Julius Hodge has been the dirtiest player in the ACC for the last 4 years (see Steve Blake and Daniel Ewing) and had to have instigated Paul for him to punch him in the nuts. Yes Paul has done some punk azz stuff this year but it's usually in the flow of the game (see the Stockton references) and never has been as deliberate as that.

Good to see Wake/ACC step in and suspend him for the first game of the tourney.


----------



## The Truth (Jul 22, 2002)

VERBZ said:


> …in fact, in 2001 _USA Today_ ran a poll of then-NBA players…and asked *“who’s the dirtiest player in the league”*…
> 
> Karl Malone won with 61% of the vote…Stockton was next with aobut 19%...lol….
> 
> ...


I couldn't agree more. :clap:


----------



## The Truth (Jul 22, 2002)

On Thre3 said:


> Anyway good job on whoever said that chris paul was a dirty punk, i thought he was a good guy.


That would be me!


----------



## zagsfan20 (Dec 24, 2004)

On Thre3 said:


> zagsfan is a little retarded, so no one pay attention to him. Anyway good job on whoever said that chris paul was a dirty punk, i thought he was a good guy. What a punk, and did anyone see hodge get T'ed up for trying to help him up? what a messed up game. Player of the year? my ***.


Telling people whether to pay attention to me or not on a message board.....I think that makes you a little "retarded"....


----------



## On Thre3 (Nov 26, 2003)

zagsfan20 said:


> Telling people whether to pay attention to me or not on a message board.....I think that makes you a little "retarded"....


anyone who thinks its "part of the game" to hit somone in the nuts is messed up in the head. i think 99% of people will agree with me.


----------



## zagsfan20 (Dec 24, 2004)

I never said that I condone hitting someone in the "nuts".....But I definitely think that being physical and getting in people's head is part of the game....


----------



## The Truth (Jul 22, 2002)

zagsfan20 said:


> I never said that I condone hitting someone in the "nuts".....But I definitely think that being physical and getting in people's head is part of the game....

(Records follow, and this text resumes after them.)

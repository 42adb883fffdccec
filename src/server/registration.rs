//! Registration Server
//!
//! Accepts registration requests from children (hosts and subdomain
//! servers), records them in the registry and acknowledges them. Each
//! request is handled as its own task so that the event loop never waits on
//! one.

use super::transport::{send_message, DatagramTransport};
use crate::error::{Error, Result};
use crate::protocol::{ChildKind, Message};
use crate::registry::RegistryStore;
use std::net::SocketAddr;
use std::sync::Arc;
use tokio::task::JoinSet;
use tracing::{info, warn};

/// Reply text sent when the name is already taken
pub const CONFLICT_TEXT: &str = "name already registered";

/// What happened to one registration request
#[derive(Debug, Clone, PartialEq, Eq)]
pub struct RegistrationOutcome {
    pub kind: ChildKind,
    pub name: String,
    pub endpoint: SocketAddr,
    /// The reply sent back to the child
    pub reply: Message,
}

impl RegistrationOutcome {
    pub fn is_success(&self) -> bool {
        matches!(self.reply, Message::RegisterResult { success: true, .. })
    }
}

/// Handles inbound `REGISTER` messages
#[derive(Clone)]
pub struct RegistrationServer {
    registry: Arc<RegistryStore>,
    transport: Arc<dyn DatagramTransport>,
}

impl RegistrationServer {
    pub fn new(registry: Arc<RegistryStore>, transport: Arc<dyn DatagramTransport>) -> Self {
        Self {
            registry,
            transport,
        }
    }

    /// Apply a registration to the registry and build the reply
    pub fn apply(&self, kind: ChildKind, name: &str, endpoint: SocketAddr) -> Message {
        match self.registry.register(kind, name, endpoint) {
            Ok(_) => Message::registered(),
            Err(Error::RegistrationConflict { .. }) => Message::rejected(CONFLICT_TEXT),
            Err(Error::InvalidName { reason, .. }) => {
                Message::rejected(format!("invalid name: {}", reason))
            }
            Err(e) => Message::rejected(e.to_string()),
        }
    }

    /// Register a child and send the acknowledgement to it
    pub async fn handle(
        &self,
        kind: ChildKind,
        name: String,
        endpoint: SocketAddr,
    ) -> Result<RegistrationOutcome> {
        let reply = self.apply(kind, &name, endpoint);
        let outcome = RegistrationOutcome {
            kind,
            name,
            endpoint,
            reply,
        };

        // The registry has already changed; record that even if the ack is lost
        if outcome.is_success() {
            info!(
                kind = %outcome.kind,
                name = %outcome.name,
                endpoint = %outcome.endpoint,
                "New {} registered", outcome.kind
            );
        } else {
            warn!(
                kind = %outcome.kind,
                name = %outcome.name,
                endpoint = %outcome.endpoint,
                reply = ?outcome.reply,
                "Registration refused"
            );
        }

        if let Err(e) = send_message(self.transport.as_ref(), &outcome.reply, endpoint).await {
            warn!(
                kind = %outcome.kind,
                name = %outcome.name,
                endpoint = %outcome.endpoint,
                error = %e,
                "Failed to send registration reply"
            );
            return Err(e);
        }

        Ok(outcome)
    }

    /// Handle a registration on its own task inside `tasks`
    pub fn spawn(
        &self,
        tasks: &mut JoinSet<Result<RegistrationOutcome>>,
        kind: ChildKind,
        name: String,
        endpoint: SocketAddr,
    ) {
        let server = self.clone();
        tasks.spawn(async move { server.handle(kind, name, endpoint).await });
    }
}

I think there is a difference between playing physical and taking cheap shots in an attempt to rough someone up, which is what you were advocating earlier in this thread.


----------



## HKF (Dec 10, 2002)

Well Wake Forest suspended him, so obviously someone there felt that it wasn't appropriate.


----------



## jokeaward (May 22, 2003)

zagsfan20 said:


> Nope, I have always felt this way....It was installed in me by my dad....


You're a big man... a BIG MAAANN!!!

like Chuck Shadowski. Or the Last Boy Scout.

Anyway, the crowd was taunting him with "I killed your grandfather" who was beaten to death in 2002.

Not that Hodge did anything, but it was an ugly situation. I would not have liked to see that in the hood.


----------



## zagsfan20 (Dec 24, 2004)




----------



## Midnight_Marauder (Dec 1, 2003)

Cheapshots are a part of sports.....Its just the way it is...It has always been there and it will continue to exist.....


----------



## The Truth (Jul 22, 2002)

zagsfan20 said:


>


What's your point?


----------



## The Truth (Jul 22, 2002)

Midnight_Marauder said:


> Cheapshots are a part of sports.....Its just the way it is...It has always been there and it will continue to exist.....


That doesn't mean its right.


----------



## Pan Mengtu (Jun 18, 2004)

Who cares. That Jazz fan is right, basketball is not tiddly winks.


----------



## Midnight_Marauder (Dec 1, 2003)

The Truth said:


> That doesn't mean its right.



There are a lot of things that happen in life that arent right.....


----------



## The Truth (Jul 22, 2002)

Midnight_Marauder said:


> There are a lot of things that happen in life that arent right.....


I bet you put a lot of thought into that response.

Classic comeback. Not everything in life is fair. What a simple way to look at the world.


----------



## The Truth (Jul 22, 2002)

Pan Mengtu said:


> Who cares. That Jazz fan is right, basketball is not tiddly winks.


I bet John Bryant cares...reckless physical play ended his college career.

Are you condoning making a cheap shot to an opponents nuts?


----------



## On Thre3 (Nov 26, 2003)

Pan Mengtu said:


> Who cares. That Jazz fan is right, basketball is not tiddly winks.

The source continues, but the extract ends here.